When the DevOps revolution came, Octopus Deploy would allow complex deployment automation directly out of Team City, enabling IT departments to do Continuous Deployment if they chose to. For us fortunate enough to only click buttons in Octopus Deploy it felt like the future, but the complexities of keeping those things going may have been vast.

I’ve looked at Cloud, from both sides now

Microsoft Azure has gone through a bunch of iterations. Initially, the goal was to try and compete with Amazon Web Services. Microsoft offered virtual machines and a few abstractions, like Web Workers and Block Storage. Oh, and it was called Windows Azure to begin with.

A Danish startup called AppHarbor offered a .NET version of Heroku, i.e. a cloud application platform for .NET. This too felt like the future, and AppHarbor moved to the west coast of the USA and got funding.

Microsoft realised that this was a brilliant idea and created Azure Websites, offering PaaS within Azure. This was a shot below the waterline of AppHarbor that finally shut down in 5 December 2022. After several iterations, this is now knows as Azure App Services, and is more capable than AWS Lambda, which in turn is superior to Azure Functions.

Fundamentally, Azure was not great in the beginning. It exposed several shortcomings within Windows, it was basically the first time anybody had attempted to use Windows in anger, so Microsoft were shocked to discover all the problems. After a tremendous investment in Windows Server, as well as to a certain extent giving up and running stuff like software defined networking on Linux, Azure performance has improved.

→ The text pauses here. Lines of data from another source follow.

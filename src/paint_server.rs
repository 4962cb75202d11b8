// This Source Code Form is subject to the terms of the Mozilla Public
// License, v. 2.0. If a copy of the MPL was not distributed with this
// file, You can obtain one at http://mozilla.org/MPL/2.0/.

use std::str::FromStr;

use crate::tree::{Element, Gradient, Node, Switch};
use crate::OptionLog;

/// A gradient vector coordinate.
#[derive(Clone, Copy, PartialEq, Debug)]
pub enum Position {
    /// A fraction of the bounding box. `50%` is stored as `0.5`.
    Percent(f64),
    /// A user space value.
    Absolute(f64),
}

/// A resolved `linearGradient`.
#[derive(Clone, PartialEq, Debug)]
pub struct LinearGradient {
    #[allow(missing_docs)]
    pub x1: Position,
    #[allow(missing_docs)]
    pub y1: Position,
    #[allow(missing_docs)]
    pub x2: Position,
    #[allow(missing_docs)]
    pub y2: Position,
    /// Stop offsets as fractions.
    pub offsets: Vec<f64>,
    /// Raw stop colors.
    pub colors: Vec<String>,
}

impl Gradient {
    /// Resolves the gradient vector and stops.
    ///
    /// A missing coordinate is `Absolute(0)`. Returns `None` when a coordinate
    /// is malformed, or when a child is not a `stop` with a percent `offset`
    /// and a `stop-color`.
    pub fn gradient(&self) -> Option<LinearGradient> {
        let x1 = convert_position(self.x1.as_deref())?;
        let y1 = convert_position(self.y1.as_deref())?;
        let x2 = convert_position(self.x2.as_deref())?;
        let y2 = convert_position(self.y2.as_deref())?;

        let mut offsets = Vec::with_capacity(self.children.len());
        let mut colors = Vec::with_capacity(self.children.len());
        for stop in &self.children {
            let (offset, color) = convert_stop(stop).log_none(|| {
                log::debug!("'{}' is not a valid gradient stop.", stop.info.tag)
            })?;

            offsets.push(offset);
            colors.push(color);
        }

        Some(LinearGradient {
            x1,
            y1,
            x2,
            y2,
            offsets,
            colors,
        })
    }
}

fn convert_stop(node: &Node) -> Option<(f64, String)> {
    if node.info.tag != "stop" {
        return None;
    }

    let offset = match convert_position(node.info.properties.get("offset").map(String::as_str)) {
        Some(Position::Percent(n)) => n,
        _ => return None,
    };

    let color = node.info.properties.get("stop-color")?.clone();
    Some((offset, color))
}

fn convert_position(text: Option<&str>) -> Option<Position> {
    let text = match text {
        Some(v) => v.trim(),
        None => return Some(Position::Absolute(0.0)),
    };

    match text.strip_suffix('%') {
        Some(n) => f64::from_str(n).ok().map(|n| Position::Percent(n / 100.0)),
        None => f64::from_str(text).ok().map(Position::Absolute),
    }
}

impl Switch {
    /// Picks the child to render.
    ///
    /// Conditional attributes are not evaluated. The first `text` child wins,
    /// otherwise the first child.
    pub fn determine(&self) -> Option<&Node> {
        self.children
            .iter()
            .find(|n| matches!(n.kind, Element::Text(_)))
            .or_else(|| self.children.first())
    }
}
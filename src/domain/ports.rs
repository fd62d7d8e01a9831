use crate::domain::model::{ApiRequest, ApiResponse};
use crate::utils::error::Result;
use async_trait::async_trait;

/// Sends one request and hands back whatever came over the wire.
/// Non-2xx statuses are responses, not errors; only transport failures are `Err`.
#[async_trait]
pub trait ApiTransport: Send + Sync {
    async fn execute(&self, request: &ApiRequest) -> Result<ApiResponse>;
}

/// What the transport needs to reach the API.
pub trait ConfigProvider: Send + Sync {
    fn base_url(&self) -> &str;
    fn timeout_seconds(&self) -> u64;
}
use crate::core::scenario::{default_seed_meals, Scenario};
use crate::domain::model::{LeaderboardSort, NewMeal};
use crate::utils::error::{Result, SmokeError};
use crate::utils::validation::{validate_positive_number, validate_url, Validate};
use regex::Regex;
use serde::{Deserialize, Serialize};
use std::path::Path;

/// Scenario file. Every section is optional; missing values fall back to the built-in run.
#[derive(Debug, Clone, Default, Serialize, Deserialize)]
pub struct ScenarioFile {
    pub target: Option<TargetConfig>,
    pub scenario: Option<ScenarioConfig>,
    pub seed_meals: Option<Vec<NewMeal>>,
}

#[derive(Debug, Clone, Default, Serialize, Deserialize)]
pub struct TargetConfig {
    pub base_url: Option<String>,
    pub timeout_seconds: Option<u64>,
    pub echo_json: Option<bool>,
}

#[derive(Debug, Clone, Default, Serialize, Deserialize)]
pub struct ScenarioConfig {
    pub leaderboard_sorts: Option<Vec<LeaderboardSort>>,
}

impl ScenarioFile {
    /// 從 TOML 檔案載入配置
    pub fn from_file<P: AsRef<Path>>(path: P) -> Result<Self> {
        let content = std::fs::read_to_string(&path).map_err(SmokeError::IoError)?;
        Self::from_toml_str(&content)
    }

    pub fn from_toml_str(content: &str) -> Result<Self> {
        let processed_content = Self::substitute_env_vars(content)?;

        toml::from_str(&processed_content).map_err(|e| SmokeError::ConfigValidationError {
            field: "toml_parsing".to_string(),
            message: format!("TOML parsing error: {}", e),
        })
    }

    /// Replaces `${VAR}` with the environment value. Unset variables are an error.
    /// Whole-line `#` comments are passed through untouched.
    fn substitute_env_vars(content: &str) -> Result<String> {
        let re = Regex::new(r"\$\{([^}]+)\}").map_err(|e| SmokeError::ConfigError {
            message: format!("env pattern: {}", e),
        })?;

        let mut missing: Vec<String> = Vec::new();
        let mut lines: Vec<String> = Vec::new();

        for line in content.lines() {
            if line.trim_start().starts_with('#') {
                lines.push(line.to_string());
                continue;
            }

            missing.extend(
                re.captures_iter(line)
                    .map(|caps| caps[1].to_string())
                    .filter(|name| std::env::var(name).is_err()),
            );
            let replaced = re.replace_all(line, |caps: &regex::Captures| {
                std::env::var(&caps[1]).unwrap_or_default()
            });
            lines.push(replaced.into_owned());
        }

        if !missing.is_empty() {
            return Err(SmokeError::ConfigError {
                message: format!("Environment variables not set: {}", missing.join(", ")),
            });
        }

        Ok(lines.join("\n"))
    }

    pub fn base_url(&self) -> Option<&str> {
        self.target.as_ref().and_then(|t| t.base_url.as_deref())
    }

    pub fn timeout_seconds(&self) -> Option<u64> {
        self.target.as_ref().and_then(|t| t.timeout_seconds)
    }

    pub fn echo_json(&self) -> Option<bool> {
        self.target.as_ref().and_then(|t| t.echo_json)
    }

    pub fn to_scenario(&self) -> Scenario {
        let defaults = Scenario::default();
        Scenario {
            seed_meals: self.seed_meals.clone().unwrap_or_else(default_seed_meals),
            leaderboard_sorts: self
                .scenario
                .as_ref()
                .and_then(|s| s.leaderboard_sorts.clone())
                .unwrap_or(defaults.leaderboard_sorts),
        }
    }
}

impl Validate for ScenarioFile {
    fn validate(&self) -> Result<()> {
        if let Some(url) = self.base_url() {
            validate_url("target.base_url", url)?;
        }
        if let Some(timeout) = self.timeout_seconds() {
            validate_positive_number("target.timeout_seconds", timeout, 1)?;
        }
        self.to_scenario().validate()
    }
}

Microsoft was not satisfied and wanted control over the software development lifecycle everywhere. More investment went into TFS, wrestling it into something that could be put in the Cloud. To hide its origins they renamed it Azure DevOps. You could define build and deployment pipelines as yaml files, which finally was an improvement over TeamCity, and the deployment pipes were not as good as Octopus Deploy, but they were good enough that people abandoned Team City, Octopus Deploy and to some extent Jira, so that code, build pipelines and tickets all would go on to live in TFS/Azure DevOps.

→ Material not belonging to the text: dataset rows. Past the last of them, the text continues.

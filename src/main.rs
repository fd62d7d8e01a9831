use mealmax_smoke::config::cli::usage_exit_code;
use mealmax_smoke::utils::logger::{self, LogFormat};
use mealmax_smoke::{run_smoke, CliConfig, Overrides, SmokeSettings, SUCCESS_MESSAGE};

#[tokio::main]
async fn main() -> anyhow::Result<()> {
    // 參數錯誤一律以 1 結束，且不發出任何請求
    let config = match CliConfig::parse_from_args(std::env::args_os()) {
        Ok(config) => config,
        Err(e) => {
            let code = usage_exit_code(&e);
            let _ = e.print();
            std::process::exit(code);
        }
    };

    // 初始化日誌
    logger::init_logger(LogFormat::from_flag(config.log_json), config.verbose);

    tracing::info!("Starting mealmax-smoke");
    if config.verbose {
        tracing::debug!("CLI config: {:?}", config);
    }

    let settings = match SmokeSettings::load(Overrides::from(&config), config.scenario.as_deref()) {
        Ok(settings) => settings,
        Err(e) => {
            tracing::error!("❌ Configuration failed: {}", e);
            println!("❌ {}", e.user_friendly_message());
            println!("💡 {}", e.recovery_suggestion());
            std::process::exit(e.exit_code());
        }
    };

    tracing::info!(
        "🎯 Target: {} (timeout {}s, echo_json={})",
        settings.base_url,
        settings.timeout_seconds,
        settings.echo_json
    );

    match run_smoke(&settings).await {
        Ok(report) => {
            tracing::info!("📈 Run summary: {:?}", report.summary());
            println!("{}", SUCCESS_MESSAGE);
            Ok(())
        }
        Err(e) => {
            tracing::error!("❌ Smoke run halted: {}", e);
            println!("❌ {}", e.user_friendly_message());
            println!("💡 {}", e.recovery_suggestion());
            std::process::exit(e.exit_code());
        }
    }
}
use crate::domain::model::{ApiRequest, CombatantRef, HttpMethod, LeaderboardSort, NewMeal};
use crate::utils::error::Result;

/// Every endpoint the smoke run touches. Method and path are fixed per variant.
#[derive(Debug, Clone, PartialEq)]
pub enum ApiCall {
    Health,
    DbCheck,
    ClearMeals,
    CreateMeal(NewMeal),
    GetMealById(u64),
    GetMealByName(String),
    DeleteMeal(u64),
    PrepCombatant(String),
    Battle,
    ClearCombatants,
    GetCombatants,
    Leaderboard(LeaderboardSort),
}

impl ApiCall {
    pub fn name(&self) -> &'static str {
        match self {
            ApiCall::Health => "health",
            ApiCall::DbCheck => "db-check",
            ApiCall::ClearMeals => "clear-meals",
            ApiCall::CreateMeal(_) => "create-meal",
            ApiCall::GetMealById(_) => "get-meal-by-id",
            ApiCall::GetMealByName(_) => "get-meal-by-name",
            ApiCall::DeleteMeal(_) => "delete-meal",
            ApiCall::PrepCombatant(_) => "prep-combatant",
            ApiCall::Battle => "battle",
            ApiCall::ClearCombatants => "clear-combatants",
            ApiCall::GetCombatants => "get-combatants",
            ApiCall::Leaderboard(_) => "leaderboard",
        }
    }

    pub fn method(&self) -> HttpMethod {
        match self {
            ApiCall::Health
            | ApiCall::DbCheck
            | ApiCall::GetMealById(_)
            | ApiCall::GetMealByName(_)
            | ApiCall::Battle
            | ApiCall::GetCombatants
            | ApiCall::Leaderboard(_) => HttpMethod::Get,
            ApiCall::CreateMeal(_) | ApiCall::PrepCombatant(_) | ApiCall::ClearCombatants => {
                HttpMethod::Post
            }
            ApiCall::ClearMeals | ApiCall::DeleteMeal(_) => HttpMethod::Delete,
        }
    }

    /// Label used in logs, e.g. `get-meal-by-name(Sushi)`.
    pub fn label(&self) -> String {
        match self {
            ApiCall::CreateMeal(meal) => format!("{}({})", self.name(), meal.meal),
            ApiCall::GetMealById(id) | ApiCall::DeleteMeal(id) => format!("{}({})", self.name(), id),
            ApiCall::GetMealByName(name) | ApiCall::PrepCombatant(name) => {
                format!("{}({})", self.name(), name)
            }
            ApiCall::Leaderboard(sort) => format!("{}({})", self.name(), sort),
            _ => self.name().to_string(),
        }
    }

    pub fn to_request(&self) -> Result<ApiRequest> {
        let mut segments = vec![self.name().to_string()];
        let mut query = Vec::new();
        let mut body = None;

        match self {
            ApiCall::CreateMeal(meal) => {
                body = Some(serde_json::to_value(meal)?);
            }
            ApiCall::GetMealById(id) | ApiCall::DeleteMeal(id) => {
                segments.push(id.to_string());
            }
            ApiCall::GetMealByName(name) => {
                segments.push(name.clone());
            }
            ApiCall::PrepCombatant(name) => {
                body = Some(serde_json::to_value(CombatantRef { meal: name.clone() })?);
            }
            ApiCall::Leaderboard(sort) => {
                query.push(("sort".to_string(), sort.as_str().to_string()));
            }
            ApiCall::Health
            | ApiCall::DbCheck
            | ApiCall::ClearMeals
            | ApiCall::Battle
            | ApiCall::ClearCombatants
            | ApiCall::GetCombatants => {}
        }

        Ok(ApiRequest {
            method: self.method(),
            segments,
            query,
            body,
        })
    }
}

To summarise, .NET developers are inherently suspicious of software that comes from third parties. Only a select few pass the vibe check. Once they have reached that point of success they become too successful and Microsoft turns on them.

Current State of Affairs

By the end of last year, I would say your run-of-the-mill C# house would build code in Visual Studio – hopefully with ReSharper installed, keep source code, run tests, and keep tickets in Azure DevOps. The code would use MediatR to dispatch commands to handlers, use AutoMapper to translate requests from web front-end to handlers, and format responses back out to the web endpoint. Most likely data would be stored in an azure hosted SQL Database, possibly using Cosmos DB for non-relational storage and Redis for caches. It is also highly likely that unit tests used Fluent Assertions and Moq for mocks, because people like those.

Does everybody love this situation? Well, no. Tooling has over the years improved so vastly that you can easily navigate your way around your codebase by keyboard shortcuts, or a keyboard shortcut whilst clicking on an identifier. Except, when. you are using MediatR and AutoMapper it all becomes complicated. Looking at automapper mapping files, you wonder to yourself if it wouldn’t have been more straightforward to manually map the classes and have some unit tests to prove that they still work?

Fluent syntax as described a couple of places above was a fad in the early 2010s. You wrote a set of interfaces with a set of methods on them, that in turn returned objects with other interfaces on them, and you used these interfaces to build grammars. Basically a fluent validation library could offer a set of extension methods that would allow you to build assertion expressions directly off the back of a variable, like:

var result = _sut.CallMethod(Value);
result.Should().Not().BeNull();

The problem with fluent interfaces is that the grammar is not standardised, so you would type Is.NotNull, or Is().Not().Null, or any combination of the above and after a number of years, it all blends together. If you happen to have both a mocking library and an assertion library within your namespace, your IntelliSense will suggest all kinds of extension methods when you hit the full stop, and you are never quite sure if it is a filter expression for a mocking library or a constraint for an assertion library.

The Impending Apocalypse

Above is described the difficulty threading the needle between getting any traction in the .NET space yet not becoming too successful so that Microsoft decides to erase your company from the map. Generally, the audacity of open source contributors to want access to food and shelter is severely frowned upon on the internet. How dare they, is the general sentiment. After the success of Nuget, the avalanche of modern open source tooling becoming available to regular folks working the salt mines of .NET, GitHub issues have been flooded by entitled professional developers making demands off open source project maintainers without any reciprocity in the form of a support contract or source code contributions. In fairness to these entitled developers, they are pawns in a game where they have little agency in terms of spending time or money on things, so deciding to contribute a fix to an open source library could have detrimental effects on ones employment status, and there would be no way to get approval to buy a support contract without having a senior manager lodge a ticket with procurement and enduring the ensuing political consequences, but to the open source maintainer it is till a nightmare, regardless of people’s motivations.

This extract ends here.